=== DATA ===

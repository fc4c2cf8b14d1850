use crate::BatchProcessor;
use std::future::Future;
use std::time::Duration;
use tokio::time::MissedTickBehavior;
use tracing::{info, warn};
use wonderbot_core::{CoreError, ErrorExt, ErrorReporter, ItemSource, ReplySink};

/// Runs one full pass per interval until shut down. Passes never overlap and
/// are never interrupted; shutdown is only observed between them.
pub struct Scheduler {
    interval: Duration,
    reporter: ErrorReporter,
}

impl Scheduler {
    pub fn new(interval: Duration) -> Self {
        Self {
            interval,
            reporter: ErrorReporter::new(),
        }
    }

    pub fn interval(&self) -> Duration {
        self.interval
    }

    /// A failed pass is reported and retried on the next tick if the error is
    /// retryable. Anything else (bad credentials, an unwritable dedup log)
    /// stops the loop and is returned.
    pub async fn run<C, F>(
        &self,
        processor: &BatchProcessor<C>,
        shutdown: F,
    ) -> Result<(), CoreError>
    where
        C: ItemSource + ReplySink,
        F: Future<Output = ()>,
    {
        let mut ticker = tokio::time::interval(self.interval);
        ticker.set_missed_tick_behavior(MissedTickBehavior::Delay);
        tokio::pin!(shutdown);

        info!("Scheduler started, running every {:?}", self.interval);
        let mut passes: u64 = 0;

        loop {
            tokio::select! {
                _ = &mut shutdown => {
                    info!("Scheduler stopping after {} passes", passes);
                    return Ok(());
                }
                _ = ticker.tick() => {}
            }

            passes += 1;
            match processor.run_pass().await {
                Ok(summary) => {
                    info!("Pass {} complete, {} replies sent", passes, summary.replied());
                }
                Err(e) if e.is_retryable() => {
                    warn!("Pass {} failed, retrying next interval", passes);
                    self.reporter.report_error(&e);
                }
                Err(e) => {
                    self.reporter.report_error(&e);
                    return Err(e);
                }
            }
        }
    }
}
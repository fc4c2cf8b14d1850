pub mod api;
pub mod credentials;


pub use api::RedditApiClient;
pub use credentials::{
    resolve_credentials, CredentialProvider, Credentials, EnvCredentials, FileCredentials,
};

use oauth2::basic::BasicClient;
use oauth2::{
    AuthUrl, ClientId, ClientSecret, RequestTokenError, ResourceOwnerPassword,
    ResourceOwnerUsername, Scope, TokenResponse, TokenUrl,
};
use std::sync::Mutex;
use std::time::{Duration, SystemTime};
use tracing::{debug, info, warn};
use url::Url;
use wonderbot_core::{
    BotConfig, Category, ConfigError, CoreError, Item, ItemSource, RedditApiError, ReplySink,
};

const REDDIT_AUTH_URL: &str = "https://www.reddit.com/api/v1/authorize";
const REDDIT_TOKEN_URL: &str = "https://www.reddit.com/api/v1/access_token";

/// Tokens are renewed this long before Reddit would reject them.
const TOKEN_EXPIRY_MARGIN: Duration = Duration::from_secs(60);

#[derive(Debug, Clone)]
pub struct RedditClientConfig {
    pub user_agent: String,
    pub subreddit: String,
    pub api_base: Url,
    pub token_url: String,
}

impl RedditClientConfig {
    pub fn new(user_agent: String, subreddit: String) -> Result<Self, ConfigError> {
        let api_base = Url::parse(api::REDDIT_API_BASE).map_err(|e| ConfigError::InvalidValue {
            field: "api_base".to_string(),
            value: e.to_string(),
        })?;

        Ok(Self {
            user_agent,
            subreddit,
            api_base,
            token_url: REDDIT_TOKEN_URL.to_string(),
        })
    }

    pub fn from_bot_config(config: &BotConfig) -> Result<Self, ConfigError> {
        Self::new(config.user_agent(), config.subreddit.clone())
    }

    pub fn with_api_base(mut self, api_base: Url) -> Self {
        self.api_base = api_base;
        self
    }

    fn listing_endpoint(&self, category: Category) -> String {
        match category {
            Category::Submission => format!("/r/{}/new", self.subreddit),
            Category::Comment => format!("/r/{}/comments", self.subreddit),
        }
    }
}

#[derive(Debug, Clone)]
pub struct RedditToken {
    pub access_token: String,
    pub expires_at: SystemTime,
    pub scope: Vec<String>,
}

impl RedditToken {
    pub fn is_expired(&self) -> bool {
        SystemTime::now() + TOKEN_EXPIRY_MARGIN >= self.expires_at
    }
}

/// Logged-in session for one bot account against one subreddit.
pub struct RedditClient {
    config: RedditClientConfig,
    oauth_client: BasicClient,
    credentials: Credentials,
    api: RedditApiClient,
    token: Mutex<Option<RedditToken>>,
}

impl RedditClient {
    pub fn new(config: RedditClientConfig, credentials: Credentials) -> Result<Self, CoreError> {
        let auth_url = AuthUrl::new(REDDIT_AUTH_URL.to_string()).map_err(|e| {
            ConfigError::InvalidValue {
                field: "auth_url".to_string(),
                value: e.to_string(),
            }
        })?;
        let token_url = TokenUrl::new(config.token_url.clone()).map_err(|e| {
            ConfigError::InvalidValue {
                field: "token_url".to_string(),
                value: e.to_string(),
            }
        })?;

        let oauth_client = BasicClient::new(
            ClientId::new(credentials.client_id.clone()),
            Some(ClientSecret::new(credentials.client_secret.clone())),
            auth_url,
            Some(token_url),
        );
        let api = RedditApiClient::new(&config.user_agent, config.api_base.clone())?;

        Ok(Self {
            config,
            oauth_client,
            credentials,
            api,
            token: Mutex::new(None),
        })
    }

    pub fn get_required_scopes() -> Vec<&'static str> {
        vec!["read", "submit"]
    }

    pub fn subreddit(&self) -> &str {
        &self.config.subreddit
    }

    pub fn is_authenticated(&self) -> bool {
        self.current_token().is_some_and(|t| !t.is_expired())
    }

    pub fn needs_refresh(&self) -> bool {
        self.current_token().is_some_and(|t| t.is_expired())
    }

    pub fn set_token(&self, token: RedditToken) {
        *self.token.lock().unwrap_or_else(|e| e.into_inner()) = Some(token);
    }

    pub fn invalidate_token(&self) {
        *self.token.lock().unwrap_or_else(|e| e.into_inner()) = None;
    }

    fn current_token(&self) -> Option<RedditToken> {
        self.token.lock().unwrap_or_else(|e| e.into_inner()).clone()
    }

    /// Exchanges the account's username and password for a bearer token
    /// (Reddit "script" apps use the resource-owner password grant).
    ///
    /// Only a refused login is an `AuthenticationFailed`. An unreachable or
    /// overloaded token endpoint surfaces as the same retryable errors the
    /// API calls produce.
    pub async fn authenticate(&self) -> Result<RedditToken, CoreError> {
        info!("Authenticating to Reddit as u/{}", self.credentials.username);

        let username = ResourceOwnerUsername::new(self.credentials.username.clone());
        let password = ResourceOwnerPassword::new(self.credentials.password.clone());
        let mut request = self.oauth_client.exchange_password(&username, &password);
        for scope in Self::get_required_scopes() {
            request = request.add_scope(Scope::new(scope.to_string()));
        }

        let response = request
            .request_async(|http_request| self.api.token_request(http_request))
            .await
            .map_err(|e| {
                let reason = match e {
                    RequestTokenError::Request(transport) => return transport,
                    RequestTokenError::ServerResponse(response) => response.to_string(),
                    RequestTokenError::Parse(parse_error, body) => format!(
                        "{} (body: {})",
                        parse_error,
                        String::from_utf8_lossy(&body)
                    ),
                    RequestTokenError::Other(message) => message,
                };
                warn!("Reddit refused the login: {}", reason);
                CoreError::RedditApi(RedditApiError::AuthenticationFailed { reason })
            })?;

        let expires_in = response
            .expires_in()
            .unwrap_or_else(|| Duration::from_secs(3600));
        let token = RedditToken {
            access_token: response.access_token().secret().clone(),
            expires_at: SystemTime::now() + expires_in,
            scope: response
                .scopes()
                .map(|scopes| scopes.iter().map(|s| (**s).clone()).collect())
                .unwrap_or_default(),
        };

        debug!("Obtained Reddit token valid for {:?}", expires_in);
        self.set_token(token.clone());
        Ok(token)
    }

    async fn access_token(&self) -> Result<String, CoreError> {
        match self.current_token() {
            Some(token) if !token.is_expired() => Ok(token.access_token),
            _ => Ok(self.authenticate().await?.access_token),
        }
    }

    /// Drops the cached token when Reddit rejects it so the next call logs
    /// in again.
    fn observe<T>(&self, result: Result<T, CoreError>) -> Result<T, CoreError> {
        if let Err(CoreError::RedditApi(RedditApiError::InvalidToken)) = &result {
            self.invalidate_token();
        }
        result
    }

    pub async fn fetch_new_items(
        &self,
        category: Category,
        limit: u32,
    ) -> Result<Vec<Item>, CoreError> {
        let access_token = self.access_token().await?;
        let endpoint = self.config.listing_endpoint(category);

        let items = match category {
            Category::Submission => self
                .observe(
                    self.api
                        .get_listing::<api::RedditPostData>(&access_token, &endpoint, limit)
                        .await,
                )?
                .into_items(),
            Category::Comment => self
                .observe(
                    self.api
                        .get_listing::<api::RedditCommentData>(&access_token, &endpoint, limit)
                        .await,
                )?
                .into_items(),
        };

        info!(
            "Retrieved {} new {}s from r/{}",
            items.len(),
            category,
            self.config.subreddit
        );
        Ok(items)
    }

    /// Every comment under a submission, replies included, in thread order.
    pub async fn comments_for_submission(
        &self,
        submission_id: &str,
    ) -> Result<Vec<Item>, CoreError> {
        let access_token = self.access_token().await?;
        self.observe(self.api.get_comment_tree(&access_token, submission_id).await)
    }

    pub async fn reply_to(&self, item: &Item, text: &str) -> Result<(), CoreError> {
        let access_token = self.access_token().await?;
        self.observe(
            self.api
                .post_comment(&access_token, &item.fullname(), text)
                .await,
        )?;
        info!("Replied to {} {}", item.category(), item.id());
        Ok(())
    }
}

impl ItemSource for RedditClient {
    async fn fetch_new(&self, category: Category, limit: u32) -> Result<Vec<Item>, CoreError> {
        self.fetch_new_items(category, limit).await
    }
}

impl ReplySink for RedditClient {
    async fn reply(&self, item: &Item, text: &str) -> Result<(), CoreError> {
        self.reply_to(item, text).await
    }
}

===

▶ _EXERCISE GOAL_
Using only the listing above, restate exactly the lines from the line containing "Err(e) if e.is_retryable()" through the line containing "const REDDIT_TOKEN_URL: &str", both included.

▶ _REPLY TO THE TASK_
                Err(e) if e.is_retryable() => {
                    warn!("Pass {} failed, retrying next interval", passes);
                    self.reporter.report_error(&e);
                }
                Err(e) => {
                    self.reporter.report_error(&e);
                    return Err(e);
                }
            }
        }
    }
}
repository fc4c2cf8b14d1850
pub mod api;
pub mod credentials;


pub use api::RedditApiClient;
pub use credentials::{
    resolve_credentials, CredentialProvider, Credentials, EnvCredentials, FileCredentials,
};

use oauth2::basic::BasicClient;
use oauth2::{
    AuthUrl, ClientId, ClientSecret, RequestTokenError, ResourceOwnerPassword,
    ResourceOwnerUsername, Scope, TokenResponse, TokenUrl,
};
use std::sync::Mutex;
use std::time::{Duration, SystemTime};
use tracing::{debug, info, warn};
use url::Url;
use wonderbot_core::{
    BotConfig, Category, ConfigError, CoreError, Item, ItemSource, RedditApiError, ReplySink,
};

const REDDIT_AUTH_URL: &str = "https://www.reddit.com/api/v1/authorize";
const REDDIT_TOKEN_URL: &str = "https://www.reddit.com/api/v1/access_token";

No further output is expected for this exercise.